- WORK REQUEST
Give back every record exactly as written.

- Source records
>>>>

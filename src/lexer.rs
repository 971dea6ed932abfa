//! Line-level preprocessing: comment/statement splitting and equate
//! (textual macro) expansion, done character-by-character on one line at
//! a time.

use crate::error::{AssemblyError, AsmResult};
use crate::symbol::{LabelKind, SymbolTable};

/// Splits a line into the code portion and the trailing comment (from `;`
/// to end of line), honoring quoted strings so a `;` inside a string
/// literal does not start a comment.
#[must_use]
pub fn split_comment(line: &str) -> (&str, Option<&str>) {
	let bytes = line.as_bytes();
	let mut in_string: Option<u8> = None;
	let mut escaped = false;
	for (index, &byte) in bytes.iter().enumerate() {
		if escaped {
			escaped = false;
			continue;
		}
		match in_string {
			Some(quote) if byte == b'\\' => escaped = true,
			Some(quote) if byte == quote => in_string = None,
			Some(_) => {},
			None if byte == b'"' || byte == b'\'' => in_string = Some(byte),
			None if byte == b';' => return (&line[.. index], Some(&line[index + 1 ..])),
			None => {},
		}
	}
	(line, None)
}

/// Splits a line into statements at unquoted `:` characters, which the
/// lexer treats as whitespace-equivalent statement separators.
#[must_use]
pub fn split_statements(line: &str) -> Vec<&str> {
	let bytes = line.as_bytes();
	let mut in_string: Option<u8> = None;
	let mut escaped = false;
	let mut start = 0;
	let mut statements = Vec::new();
	for (index, &byte) in bytes.iter().enumerate() {
		if escaped {
			escaped = false;
			continue;
		}
		match in_string {
			Some(quote) if byte == b'\\' => escaped = true,
			Some(quote) if byte == quote => in_string = None,
			Some(_) => {},
			None if byte == b'"' || byte == b'\'' => in_string = Some(byte),
			None if byte == b':' => {
				statements.push(&line[start .. index]);
				start = index + 1;
			},
			None => {},
		}
	}
	statements.push(&line[start ..]);
	statements
}

fn is_identifier_start(chr: char) -> bool {
	chr == '_' || chr == '.' || chr == '@' || chr.is_alphabetic()
}

fn is_identifier_continue(chr: char) -> bool {
	is_identifier_start(chr) || chr.is_ascii_digit()
}

/// Expands equates on one line (without its comment), recursing into
/// substituted text. `pass` identifies the current pass so that only
/// equates already defined this pass are substituted (a forward equate
/// reference is left as a plain identifier for the evaluator to classify
/// as a dependency).
pub fn expand_equates(line: &str, symtab: &mut SymbolTable, pass: u32, source_line: usize) -> AsmResult<String> {
	let mut out = String::with_capacity(line.len());
	let mut chars = line.char_indices().peekable();
	let mut suppress_next_identifier_lookup = false;

	while let Some((index, chr)) = chars.next() {
		if chr == '"' || chr == '\'' {
			out.push(chr);
			let quote = chr;
			for (_, next_chr) in chars.by_ref() {
				out.push(next_chr);
				if next_chr == '\\' {
					if let Some((_, escaped)) = chars.next() {
						out.push(escaped);
					}
					continue;
				}
				if next_chr == quote {
					break;
				}
			}
			continue;
		}
		if chr == '$' {
			out.push(chr);
			while let Some(&(_, next_chr)) = chars.peek() {
				if next_chr.is_ascii_hexdigit() {
					out.push(next_chr);
					chars.next();
				} else {
					break;
				}
			}
			continue;
		}
		if chr.is_ascii_digit() {
			out.push(chr);
			while let Some(&(_, next_chr)) = chars.peek() {
				if next_chr.is_ascii_alphanumeric() {
					out.push(next_chr);
					chars.next();
				} else {
					break;
				}
			}
			continue;
		}
		if is_identifier_start(chr) {
			let mut ident = String::new();
			ident.push(chr);
			while let Some(&(_, next_chr)) = chars.peek() {
				if is_identifier_continue(next_chr) {
					ident.push(next_chr);
					chars.next();
				} else {
					break;
				}
			}

			if suppress_next_identifier_lookup {
				suppress_next_identifier_lookup = false;
				out.push_str(&ident);
				continue;
			}

			let upper = ident.to_ascii_uppercase();
			if upper == "IFDEF" || upper == "IFNDEF" {
				suppress_next_identifier_lookup = true;
			}

			let lookup_name = ident.strip_prefix('.').unwrap_or(&ident);
			let equate_text = symtab.lookup(lookup_name).and_then(|label| match &label.kind {
				LabelKind::Equate(text) if label.defined_this_pass == pass => Some(text.clone()),
				_ => None,
			});

			match equate_text {
				Some(text) => {
					if let Some(existing) = symtab.lookup_mut(lookup_name) {
						if existing.recursion_guard {
							return Err(AssemblyError::RecursiveEquate { name: lookup_name.to_owned(), line: source_line });
						}
						existing.recursion_guard = true;
					}
					let expanded = expand_equates(&text, symtab, pass, source_line);
					if let Some(existing) = symtab.lookup_mut(lookup_name) {
						existing.recursion_guard = false;
					}
					out.push_str(&expanded?);
				},
				None => out.push_str(&ident),
			}
			continue;
		}

		out.push(chr);
		let _ = index;
	}

	Ok(out)
}

#[cfg(test)]
mod tests {
	use super::*;

	#[test]
	fn comment_is_split_off() {
		let (code, comment) = split_comment("LDA #1 ; load one");
		assert_eq!(code, "LDA #1 ");
		assert_eq!(comment, Some(" load one"));
	}

	#[test]
	fn semicolon_in_string_is_not_a_comment() {
		let (code, comment) = split_comment("DB \"a;b\" ; real comment");
		assert_eq!(code, "DB \"a;b\" ");
		assert_eq!(comment, Some(" real comment"));
	}

	#[test]
	fn colon_splits_statements() {
		let statements = split_statements("LDA #1 : STA $00");
		assert_eq!(statements, vec!["LDA #1 ", " STA $00"]);
	}

	#[test]
	fn equate_expands_to_its_text() {
		let mut symtab = SymbolTable::new();
		symtab.define("FOO", LabelKind::Equate("$8000".to_owned()), false, 1, 1, false).unwrap();
		let expanded = expand_equates("LDA FOO", &mut symtab, 1, 2).unwrap();
		assert_eq!(expanded, "LDA $8000");
	}

	#[test]
	fn recursive_equate_is_rejected() {
		let mut symtab = SymbolTable::new();
		symtab.define("A", LabelKind::Equate("B".to_owned()), false, 1, 1, false).unwrap();
		symtab.define("B", LabelKind::Equate("A".to_owned()), false, 1, 2, false).unwrap();
		let result = expand_equates("A", &mut symtab, 1, 3);
		assert!(result.is_err());
	}
}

<<<<

- RESPONSE AREA
filename src/lexer.rs
repository 971dea6ed932abfa
//! Line-level preprocessing: comment/statement splitting and equate
//! (textual macro) expansion, done character-by-character on one line at
//! a time.

use crate::error::{AssemblyError, AsmResult};
use crate::symbol::{LabelKind, SymbolTable};

/// Splits a line into the code portion and the trailing comment (from `;`
/// to end of line), honoring quoted strings so a `;` inside a string
/// literal does not start a comment.
#[must_use]
pub fn split_comment(line: &str) -> (&str, Option<&str>) {
	let bytes = line.as_bytes();
	let mut in_string: Option<u8> = None;
	let mut escaped = false;
	for (index, &byte) in bytes.iter().enumerate() {
		if escaped {
			escaped = false;
			continue;
		}
		match in_string {
			Some(quote) if byte == b'\\' => escaped = true,
			Some(quote) if byte == quote => in_string = None,
			Some(_) => {},
			None if byte == b'"' || byte == b'\'' => in_string = Some(byte),
			None if byte == b';' => return (&line[.. index], Some(&line[index + 1 ..])),
			None => {},
		}
	}
	(line, None)
}

/// Splits a line into statements at unquoted `:` characters, which the
/// lexer treats as whitespace-equivalent statement separators.
#[must_use]
pub fn split_statements(line: &str) -> Vec<&str> {
	let bytes = line.as_bytes();
	let mut in_string: Option<u8> = None;
	let mut escaped = false;
	let mut start = 0;
	let mut statements = Vec::new();
	for (index, &byte) in bytes.iter().enumerate() {
		if escaped {
			escaped = false;
			continue;
		}
		match in_string {
			Some(quote) if byte == b'\\' => escaped = true,
			Some(quote) if byte == quote => in_string = None,
			Some(_) => {},
			None if byte == b'"' || byte == b'\'' => in_string = Some(byte),
			None if byte == b':' => {
				statements.push(&line[start .. index]);
				start = index + 1;
			},
			None => {},
		}
	}
	statements.push(&line[start ..]);
	statements
}

fn is_identifier_start(chr: char) -> bool {
	chr == '_' || chr == '.' || chr == '@' || chr.is_alphabetic()
}

fn is_identifier_continue(chr: char) -> bool {
	is_identifier_start(chr) || chr.is_ascii_digit()
}

/// Expands equates on one line (without its comment), recursing into
/// substituted text. `pass` identifies the current pass so that only
/// equates already defined this pass are substituted (a forward equate
/// reference is left as a plain identifier for the evaluator to classify
/// as a dependency).
pub fn expand_equates(line: &str, symtab: &mut SymbolTable, pass: u32, source_line: usize) -> AsmResult<String> {
	let mut out = String::with_capacity(line.len());
	let mut chars = line.char_indices().peekable();
	let mut suppress_next_identifier_lookup = false;

	while let Some((index, chr)) = chars.next() {
		if chr == '"' || chr == '\'' {
			out.push(chr);
			let quote = chr;
			for (_, next_chr) in chars.by_ref() {
				out.push(next_chr);
				if next_chr == '\\' {
					if let Some((_, escaped)) = chars.next() {
						out.push(escaped);
					}
					continue;
				}
				if next_chr == quote {
					break;
				}
			}
			continue;
		}
		if chr == '$' {
			out.push(chr);
			while let Some(&(_, next_chr)) = chars.peek() {
				if next_chr.is_ascii_hexdigit() {
					out.push(next_chr);
					chars.next();
				} else {
					break;
				}
			}
			continue;
		}
		if chr.is_ascii_digit() {
			out.push(chr);
			while let Some(&(_, next_chr)) = chars.peek() {
				if next_chr.is_ascii_alphanumeric() {
					out.push(next_chr);
					chars.next();
				} else {
					break;
				}
			}
			continue;
		}
		if is_identifier_start(chr) {
			let mut ident = String::new();
			ident.push(chr);
			while let Some(&(_, next_chr)) = chars.peek() {
				if is_identifier_continue(next_chr) {
					ident.push(next_chr);
					chars.next();
				} else {
					break;
				}
			}

			if suppress_next_identifier_lookup {
				suppress_next_identifier_lookup = false;
				out.push_str(&ident);
				continue;
			}

			let upper = ident.to_ascii_uppercase();
			if upper == "IFDEF" || upper == "IFNDEF" {
				suppress_next_identifier_lookup = true;
			}

			let lookup_name = ident.strip_prefix('.').unwrap_or(&ident);
			let equate_text = symtab.lookup(lookup_name).and_then(|label| match &label.kind {
				LabelKind::Equate(text) if label.defined_this_pass == pass => Some(text.clone()),
				_ => None,
			});

			match equate_text {
				Some(text) => {
					if let Some(existing) = symtab.lookup_mut(lookup_name) {
						if existing.recursion_guard {
							return Err(AssemblyError::RecursiveEquate { name: lookup_name.to_owned(), line: source_line });
						}
						existing.recursion_guard = true;
					}
					let expanded = expand_equates(&text, symtab, pass, source_line);
					if let Some(existing) = symtab.lookup_mut(lookup_name) {
						existing.recursion_guard = false;
					}
					out.push_str(&expanded?);
				},
				None => out.push_str(&ident),
			}
			continue;
		}

		out.push(chr);
		let _ = index;
	}

	Ok(out)
}

#[cfg(test)]
mod tests {
	use super::*;

	#[test]
	fn comment_is_split_off() {
		let (code, comment) = split_comment("LDA #1 ; load one");
		assert_eq!(code, "LDA #1 ");
		assert_eq!(comment, Some(" load one"));
	}

	#[test]
	fn semicolon_in_string_is_not_a_comment() {
		let (code, comment) = split_comment("DB \"a;b\" ; real comment");
		assert_eq!(code, "DB \"a;b\" ");
		assert_eq!(comment, Some(" real comment"));
	}

	#[test]
	fn colon_splits_statements() {
		let statements = split_statements("LDA #1 : STA $00");
		assert_eq!(statements, vec!["LDA #1 ", " STA $00"]);
	}

	#[test]
	fn equate_expands_to_its_text() {
		let mut symtab = SymbolTable::new();
		symtab.define("FOO", LabelKind::Equate("$8000".to_owned()), false, 1, 1, false).unwrap();
		let expanded = expand_equates("LDA FOO", &mut symtab, 1, 2).unwrap();
		assert_eq!(expanded, "LDA $8000");
	}

	#[test]
	fn recursive_equate_is_rejected() {
		let mut symtab = SymbolTable::new();
		symtab.define("A", LabelKind::Equate("B".to_owned()), false, 1, 1, false).unwrap();
		symtab.define("B", LabelKind::Equate("A".to_owned()), false, 1, 2, false).unwrap();
		let result = expand_equates("A", &mut symtab, 1, 3);
		assert!(result.is_err());
	}
}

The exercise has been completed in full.